• [MATERIAL PROVIDED]:
****************************************

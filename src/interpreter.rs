use crate::command::{CommandFactory, CommandLine, ExitCode, Stdout};
use crate::env::Environment;
use crate::error::ShellError;
use crate::input::{self, LineReader};
use crate::lexer::Quoting;
use anyhow::Result;
use log::debug;
use std::io::{self, Write};

/// Factory allows creating instances of ExecutableCommand.
///
/// Implemented for the builtins and for ExternalCommand.
pub(crate) struct Factory<T> {
    _phantom: std::marker::PhantomData<T>,
}

impl<T> Default for Factory<T> {
    fn default() -> Self {
        Self {
            _phantom: std::marker::PhantomData,
        }
    }
}

/// Prompt shown before every line unless configured otherwise.
pub const DEFAULT_PROMPT: &str = "$ ";

/// A minimal shell-like interpreter that can execute built-in and external commands.
///
/// The interpreter maintains an [`Environment`] and a list of [`CommandFactory`] objects
/// that are queried in order to create commands by name. See [`Default`] for the
/// factories included out of the box.
///
/// Example
/// ```
/// use tinysh::{Interpreter, MemWriter};
/// let mut sh = Interpreter::default();
/// let out = MemWriter::new();
/// let code = sh.run_line("echo hello    world", Box::new(out.share())).unwrap();
/// assert_eq!(code, 0);
/// assert_eq!(out.contents(), "hello world\n");
/// ```
pub struct Interpreter {
    env: Environment,
    commands: Vec<Box<dyn CommandFactory>>,
    quoting: Quoting,
    prompt: String,
}

impl Interpreter {
    /// Create a new interpreter with a custom set of command factories.
    pub fn new(commands: Vec<Box<dyn CommandFactory>>) -> Self {
        Self {
            env: Environment::new(),
            commands,
            quoting: Quoting::default(),
            prompt: DEFAULT_PROMPT.to_owned(),
        }
    }

    /// Replace the captured process environment, e.g. to control `PATH` and `HOME`.
    pub fn with_environment(mut self, env: Environment) -> Self {
        self.env = env;
        self
    }

    pub fn with_quoting(mut self, quoting: Quoting) -> Self {
        self.quoting = quoting;
        self
    }

    pub fn with_prompt(mut self, prompt: impl Into<String>) -> Self {
        self.prompt = prompt.into();
        self
    }

    /// Tokenize and run one input line.
    ///
    /// A blank line runs nothing and succeeds. Otherwise the first factory that
    /// recognizes the command name wins, so builtins listed before the external
    /// launcher shadow programs of the same name.
    pub fn run_line(
        &mut self,
        raw: &str,
        stdout: Box<dyn Stdout>,
    ) -> std::result::Result<ExitCode, ShellError> {
        let line = CommandLine::parse(raw, self.quoting);
        let Some(name) = line.name() else {
            return Ok(0);
        };

        for factory in &self.commands {
            if let Some(cmd) = factory.try_create(&self.env, &line) {
                debug!("dispatching {:?} with {} args", name, line.args().len());
                return cmd
                    .execute(stdout, &mut self.env)
                    .map_err(|e| ShellError::from_command(name, e));
            }
        }
        Err(ShellError::CommandNotFound(name.to_owned()))
    }

    /// Read-eval-print loop over the process's standard streams.
    ///
    /// `editor` enables the `rustyline` line editor when stdin is a terminal.
    pub fn repl(&mut self, editor: bool) -> Result<ExitCode> {
        let mut reader = input::open_stdin(editor)?;
        self.repl_with(
            reader.as_mut(),
            || Box::new(io::stdout()),
            &mut io::stderr(),
        )
    }

    /// Read-eval-print loop over arbitrary streams.
    ///
    /// `stdout` is called for a fresh handle whenever a command or the loop itself
    /// prints something; spawn failures go to `stderr`. Returns the status the shell
    /// should exit with: 0 at end of input, or whatever `exit` asked for.
    pub fn repl_with(
        &mut self,
        reader: &mut dyn LineReader,
        mut stdout: impl FnMut() -> Box<dyn Stdout>,
        stderr: &mut dyn Write,
    ) -> Result<ExitCode> {
        loop {
            let Some(raw) = reader.read_line(&self.prompt)? else {
                let mut out = stdout();
                writeln!(out)?;
                out.flush()?;
                debug!("end of input");
                return Ok(0);
            };

            if raw.trim().is_empty() {
                continue;
            }

            match self.run_line(&raw, stdout()) {
                Ok(code) => debug!("status {}", code),
                Err(err) if err.is_diagnostic() => {
                    debug!("reported on stderr: {:?}", err);
                    writeln!(stderr, "{}", err)?;
                }
                Err(err) => {
                    let mut out = stdout();
                    writeln!(out, "{}", err)?;
                    out.flush()?;
                }
            }

            if self.env.should_exit {
                debug!("exit requested with status {}", self.env.exit_code);
                return Ok(self.env.exit_code);
            }
        }
    }
}

impl Default for Interpreter {
    /// Create an interpreter with the default set of commands:
    /// - built-ins: `exit`, `echo`, `type`, `cd`, `pwd`
    /// - external command launcher
    fn default() -> Self {
        use crate::builtin::*;
        use crate::external::ExternalCommand;
        Self::new(vec![
            Box::new(Factory::<Exit>::default()),
            Box::new(Factory::<Echo>::default()),
            Box::new(Factory::<Type>::default()),
            Box::new(Factory::<Cd>::default()),
            Box::new(Factory::<Pwd>::default()),
            Box::new(Factory::<ExternalCommand>::default()),
        ])
    }
}
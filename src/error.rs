use std::io;
use thiserror::Error;

/// Ways a single input line can fail while being dispatched or run.
///
/// None of these end the interactive loop: they are reported and the next prompt
/// is shown.
#[derive(Debug, Error)]
pub enum ShellError {
    /// No builtin has the name and it was not found in `PATH`.
    #[error("{0}: command not found")]
    CommandNotFound(String),

    /// The command was found but the child process could not be started or awaited.
    #[error("{name}: {source}")]
    Spawn {
        name: String,
        #[source]
        source: io::Error,
    },

    /// Any other failure while running a command, typically writing its output.
    #[error("{name}: {message}")]
    Io { name: String, message: String },
}

impl ShellError {
    /// Whether the message belongs on standard error rather than standard output.
    pub fn is_diagnostic(&self) -> bool {
        matches!(self, ShellError::Spawn { .. } | ShellError::Io { .. })
    }

    /// Recover the typed error from a command failure, or wrap whatever else it is.
    pub(crate) fn from_command(name: &str, err: anyhow::Error) -> Self {
        match err.downcast::<ShellError>() {
            Ok(shell) => shell,
            Err(other) => ShellError::Io {
                name: name.to_owned(),
                message: format!("{other:#}"),
            },
        }
    }
}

****************************************

• [WHAT IS REQUIRED]: Every line above that holds the word "LineReader" should be copied out.

• [WRITTEN RESPONSE]:
use crate::input::{self, LineReader};
        reader: &mut dyn LineReader,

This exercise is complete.